>>>>

//! Parse Module for the ESM rewriter
//!
//! Turns module source text into an oxc `Program`. Early errors reported by
//! `oxc_semantic` (redeclarations, duplicate exports, ...) are treated the
//! same as parse errors: the module is not rewritten.

use oxc_allocator::Allocator;
use oxc_ast::ast::Program;
use oxc_parser::Parser;
use oxc_semantic::SemanticBuilder;
use oxc_span::SourceType;
use std::path::Path;

use crate::error::{RewriteError, RewriteResult};

/// Module source type for `filename`. Extension-less names are ES modules;
/// TypeScript is refused because the rewriter does not strip types.
pub fn source_type_for(filename: &str) -> RewriteResult<SourceType> {
    if Path::new(filename).extension().is_none() {
        return Ok(SourceType::mjs());
    }
    let source_type = SourceType::from_path(filename).map_err(|_| RewriteError::SourceType {
        file: filename.to_string(),
        reason: "unknown file extension".to_string(),
    })?;
    if source_type.is_typescript() {
        return Err(RewriteError::SourceType {
            file: filename.to_string(),
            reason: "TypeScript sources must be stripped of types first".to_string(),
        });
    }
    Ok(source_type.with_module(true))
}

pub fn parse_module<'a>(
    allocator: &'a Allocator,
    source: &'a str,
    filename: &str,
) -> RewriteResult<Program<'a>> {
    let source_type = source_type_for(filename)?;
    let ret = Parser::new(allocator, source, source_type).parse();
    if ret.panicked || !ret.errors.is_empty() {
        let mut messages: Vec<String> = ret.errors.iter().map(|e| e.to_string()).collect();
        if messages.is_empty() {
            messages.push("parser aborted".to_string());
        }
        return Err(RewriteError::Parse {
            file: filename.to_string(),
            messages,
        });
    }

    let program = ret.program;
    let messages: Vec<String> = {
        let semantic = SemanticBuilder::new()
            .with_check_syntax_error(true)
            .build(&program);
        semantic.errors.iter().map(|e| e.to_string()).collect()
    };
    if !messages.is_empty() {
        return Err(RewriteError::Parse {
            file: filename.to_string(),
            messages,
        });
    }

    Ok(program)
}

#[cfg(test)]
mod tests {
    use super::*;

    #[test]
    fn test_plain_module_parses() {
        let allocator = Allocator::default();
        let program = parse_module(&allocator, "import a from 'a'; export { a };", "a.mjs").unwrap();
        assert_eq!(program.body.len(), 2);
    }

    #[test]
    fn test_extensionless_name_is_module() {
        let allocator = Allocator::default();
        assert!(parse_module(&allocator, "export default 1", "virtual-entry").is_ok());
    }

    #[test]
    fn test_syntax_error_is_reported() {
        let allocator = Allocator::default();
        let err = parse_module(&allocator, "import { from 'a'", "a.js").unwrap_err();
        assert_eq!(err.code(), "ESM-ERR-PARSE-001");
    }

    #[test]
    fn test_redeclared_import_is_early_error() {
        let allocator = Allocator::default();
        let err = parse_module(&allocator, "import a from 'a'; let a = 1;", "a.js").unwrap_err();
        assert_eq!(err.code(), "ESM-ERR-PARSE-001");
    }

    #[test]
    fn test_typescript_is_refused() {
        let err = source_type_for("component.ts").unwrap_err();
        assert_eq!(err.code(), "ESM-ERR-SOURCE-002");
    }

    #[test]
    fn test_jsx_extension_enables_jsx() {
        let allocator = Allocator::default();
        assert!(parse_module(&allocator, "export const el = <div />;", "view.jsx").is_ok());
    }
}
//! `sd-cli`: command line access to the StockDesk inventory admin.
//!
//! Runs the same session gate, validation and workflows as the web screen,
//! against the REST backend through `reqwest`.

pub mod cli;
pub mod commands;
pub mod http_api;
pub mod session_file;
pub mod utils;
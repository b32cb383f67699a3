//! `sd-cli` entry point.

use anyhow::Result;
use clap::Parser;
use sd_cli::{cli, commands};
use tracing_subscriber::EnvFilter;

#[tokio::main]
async fn main() -> Result<()> {
    // Default to info-level logs; override via RUST_LOG if needed.
    let filter = EnvFilter::try_from_default_env().unwrap_or_else(|_| EnvFilter::new("info"));
    tracing_subscriber::fmt()
        .with_env_filter(filter)
        .with_writer(std::io::stderr)
        .init();

    let cli = cli::Cli::parse();
    commands::run(cli).await
}
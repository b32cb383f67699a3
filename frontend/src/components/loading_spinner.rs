use yew::prelude::*;

use crate::i18n::current::common as t;

#[derive(Clone, Copy, PartialEq)]
pub enum SpinnerSize {
    Small,
    Large,
}

impl SpinnerSize {
    fn dimension(self) -> u32 {
        match self {
            SpinnerSize::Small => 18,
            SpinnerSize::Large => 56,
        }
    }
}

#[derive(Properties, PartialEq)]
pub struct LoadingSpinnerProps {
    #[prop_or(SpinnerSize::Large)]
    pub size: SpinnerSize,
    /// Visible caption; screen readers always get one.
    #[prop_or_default]
    pub label: Option<AttrValue>,
}

#[function_component(LoadingSpinner)]
pub fn loading_spinner(props: &LoadingSpinnerProps) -> Html {
    let spinner_style = format!("--spinner-size:{}px;", props.size.dimension());
    let padding = match props.size {
        SpinnerSize::Small => "p-0",
        SpinnerSize::Large => "p-6",
    };

    html! {
        <div
            class={classes!("inline-flex", "items-center", "justify-center", "gap-2", padding)}
            role="status"
            aria-live="polite"
            aria-busy="true"
        >
            <div
                style={spinner_style}
                class={classes!(
                    "w-[var(--spinner-size)]",
                    "h-[var(--spinner-size)]",
                    "rounded-full",
                    "border-[3px]",
                    "border-transparent",
                    "bg-[conic-gradient(var(--primary),transparent)]",
                    "[mask:radial-gradient(farthest-side,transparent_calc(100%-4px),#000_calc(100%-3px))]",
                    "animate-[spin_0.9s_linear_infinite]"
                )}
            />
            {
                match &props.label {
                    Some(label) => html! { <span>{ label.clone() }</span> },
                    None => html! { <span class={classes!("sr-only")}>{ t::LOADING }</span> },
                }
            }
        </div>
    }
}
use stockdesk_shared::{
    workflow::{self, Saved},
    AdminError, AuthContext, Draft, InventoryItem, ItemForm,
};
use web_sys::{File, Url};
use yew::prelude::*;
use yew_router::prelude::*;

use crate::{
    api::GlooInventoryApi,
    components::{
        inventory_table::InventoryTable,
        item_form_modal::ItemFormModal,
        loading_spinner::LoadingSpinner,
        toast::{Notice, Toast},
    },
    config,
    i18n::{current::admin_inventory as t, fill_one},
    router::Route,
    session::LocalStorageSession,
};

type Auth = AuthContext<LocalStorageSession>;

fn revoke_previews(urls: &[String]) {
    for url in urls {
        if let Err(e) = Url::revoke_object_url(url) {
            web_sys::console::error_1(
                &format!("Failed to release preview {}: {:?}", url, e).into(),
            );
        }
    }
}

fn preview_url(file: &File) -> Option<String> {
    match Url::create_object_url_with_blob(file) {
        Ok(url) => Some(url),
        Err(e) => {
            web_sys::console::error_1(
                &format!("Failed to preview {}: {:?}", file.name(), e).into(),
            );
            None
        },
    }
}

fn confirm_delete() -> bool {
    web_sys::window()
        .and_then(|win| win.confirm_with_message(t::CONFIRM_DELETE).ok())
        .unwrap_or(false)
}

/// Shows `err` and leaves the page when the session is no longer usable.
fn report(
    err: &AdminError,
    notice: &UseStateHandle<Option<Notice>>,
    navigator: &Option<Navigator>,
) {
    notice.set(Some(Notice::error(err.notice())));
    if err.redirects_to_login() {
        if let Some(nav) = navigator {
            nav.push(&Route::Login);
        }
    }
}

/// Applies the re-fetch that follows a successful write. Only an auth
/// failure is surfaced; otherwise the current list stays.
fn apply_refetch(
    saved: Saved,
    items: &UseStateHandle<Vec<InventoryItem>>,
    notice: &UseStateHandle<Option<Notice>>,
    navigator: &Option<Navigator>,
) {
    notice.set(Some(Notice::success(saved.notice)));
    match saved.items {
        Ok(list) => items.set(list),
        Err(err) if err.redirects_to_login() => report(&err, notice, navigator),
        Err(err) => {
            web_sys::console::error_1(&format!("Inventory refresh failed: {}", err).into());
        },
    }
}

#[function_component(AdminInventoryPage)]
pub fn admin_inventory_page() -> Html {
    let auth = use_state(|| None::<Auth>);
    let items = use_state(Vec::<InventoryItem>::new);
    let loading = use_state(|| true);
    let busy = use_state(|| false);
    let form = use_state(ItemForm::<File>::default);
    let notice = use_state(|| None::<Notice>);
    let navigator = use_navigator();

    {
        let auth = auth.clone();
        let items = items.clone();
        let loading = loading.clone();
        let notice = notice.clone();
        let navigator = navigator.clone();
        use_effect_with((), move |_| {
            match AuthContext::establish(LocalStorageSession) {
                Ok(ctx) => {
                    auth.set(Some(ctx.clone()));
                    wasm_bindgen_futures::spawn_local(async move {
                        match workflow::fetch_inventory(&GlooInventoryApi, &ctx).await {
                            Ok(list) => items.set(list),
                            Err(err) => report(&err, &notice, &navigator),
                        }
                        loading.set(false);
                    });
                },
                Err(err) => {
                    loading.set(false);
                    report(&err, &notice, &navigator);
                },
            }
            || ()
        });
    }

    // Previews are object URLs; release a set once it is replaced or the
    // page goes away.
    {
        let previews = form.previews().to_vec();
        use_effect_with(previews, |previews| {
            let previews = previews.clone();
            move || revoke_previews(&previews)
        });
    }

    let on_add = {
        let form = form.clone();
        Callback::from(move |_: MouseEvent| {
            let mut next = (*form).clone();
            next.start_create();
            form.set(next);
        })
    };

    let on_edit = {
        let form = form.clone();
        Callback::from(move |item: InventoryItem| {
            let mut next = (*form).clone();
            next.start_edit(&item);
            form.set(next);
        })
    };

    let on_draft = {
        let form = form.clone();
        Callback::from(move |draft: Draft| {
            if form.is_submitting() {
                return;
            }
            let mut next = (*form).clone();
            *next.draft_mut() = draft;
            form.set(next);
        })
    };

    let on_files = {
        let form = form.clone();
        Callback::from(move |files: Vec<File>| {
            if form.is_submitting() {
                return;
            }
            let selected = files
                .into_iter()
                .filter_map(|file| preview_url(&file).map(|url| (file, url)))
                .collect();
            let mut next = (*form).clone();
            next.select_images(selected);
            form.set(next);
        })
    };

    let on_close = {
        let form = form.clone();
        Callback::from(move |_| {
            let mut next = (*form).clone();
            next.close();
            form.set(next);
        })
    };

    let on_submit = {
        let auth = auth.clone();
        let form = form.clone();
        let items = items.clone();
        let notice = notice.clone();
        let navigator = navigator.clone();
        Callback::from(move |_| {
            let Some(ctx) = (*auth).clone() else {
                return;
            };
            let mut next = (*form).clone();
            let payload = match next.begin_submit() {
                Ok(payload) => payload,
                Err(AdminError::SubmitInFlight) => return,
                Err(err) => {
                    notice.set(Some(Notice::error(err.notice())));
                    return;
                },
            };
            form.set(next.clone());

            let form = form.clone();
            let items = items.clone();
            let notice = notice.clone();
            let navigator = navigator.clone();
            wasm_bindgen_futures::spawn_local(async move {
                let mode = next.mode().clone();
                match workflow::save_item(&GlooInventoryApi, &ctx, &mode, &payload).await {
                    Ok(saved) => {
                        next.finish_submit(true);
                        form.set(next);
                        apply_refetch(saved, &items, &notice, &navigator);
                    },
                    Err(err) => {
                        next.finish_submit(false);
                        form.set(next);
                        report(&err, &notice, &navigator);
                    },
                }
            });
        })
    };

    let on_delete = {
        let auth = auth.clone();
        let items = items.clone();
        let busy = busy.clone();
        let notice = notice.clone();
        let navigator = navigator.clone();
        Callback::from(move |id: String| {
            let Some(ctx) = (*auth).clone() else {
                return;
            };
            let items = items.clone();
            let busy = busy.clone();
            let notice = notice.clone();
            let navigator = navigator.clone();
            wasm_bindgen_futures::spawn_local(async move {
                busy.set(true);
                match workflow::delete_item(&GlooInventoryApi, &ctx, &id, confirm_delete).await {
                    Ok(Some(saved)) => apply_refetch(saved, &items, &notice, &navigator),
                    Ok(None) => {},
                    Err(err) => report(&err, &notice, &navigator),
                }
                busy.set(false);
            });
        })
    };

    let on_notice_close = {
        let notice = notice.clone();
        Callback::from(move |_| notice.set(None))
    };

    let Some(ctx) = (*auth).as_ref() else {
        return html! {
            <main class={classes!("container", "py-10")}>
                if *loading {
                    <LoadingSpinner />
                }
                if let Some(current) = (*notice).clone() {
                    <Toast notice={current} on_close={on_notice_close} />
                }
            </main>
        };
    };

    let assets_host = AttrValue::from(config::assets_host());

    html! {
        <main class={classes!("container", "py-10", "space-y-6")}>
            <header class={classes!("flex", "flex-wrap", "items-end", "justify-between", "gap-4")}>
                <div>
                    <h1 class="text-3xl font-bold">{ t::TITLE }</h1>
                    <p class="text-sm text-[var(--muted)]">
                        { fill_one(t::SUBTITLE_TEMPLATE, items.len()) }
                        {" · "}
                        { fill_one(t::SIGNED_IN_AS_TEMPLATE, ctx.user().display_name()) }
                    </p>
                </div>
                <button type="button" class="btn-fluent-primary" onclick={on_add}>
                    { t::ADD_NEW }
                </button>
            </header>

            if *loading {
                <LoadingSpinner />
            } else {
                <InventoryTable
                    items={(*items).clone()}
                    assets_host={assets_host.clone()}
                    on_edit={on_edit}
                    on_delete={on_delete}
                    busy={*busy}
                />
            }

            <ItemFormModal
                form={(*form).clone()}
                assets_host={assets_host}
                on_draft={on_draft}
                on_files={on_files}
                on_submit={on_submit}
                on_close={on_close}
            />

            if let Some(current) = (*notice).clone() {
                <Toast notice={current} on_close={on_notice_close} />
            }
        </main>
    }
}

<<<<

> **Problem description**
Lines holding the word "collect" in the entries above are the ones to pull out. Copy them all.

> **Response area**
        let mut messages: Vec<String> = ret.errors.iter().map(|e| e.to_string()).collect();
        semantic.errors.iter().map(|e| e.to_string()).collect()
                .collect();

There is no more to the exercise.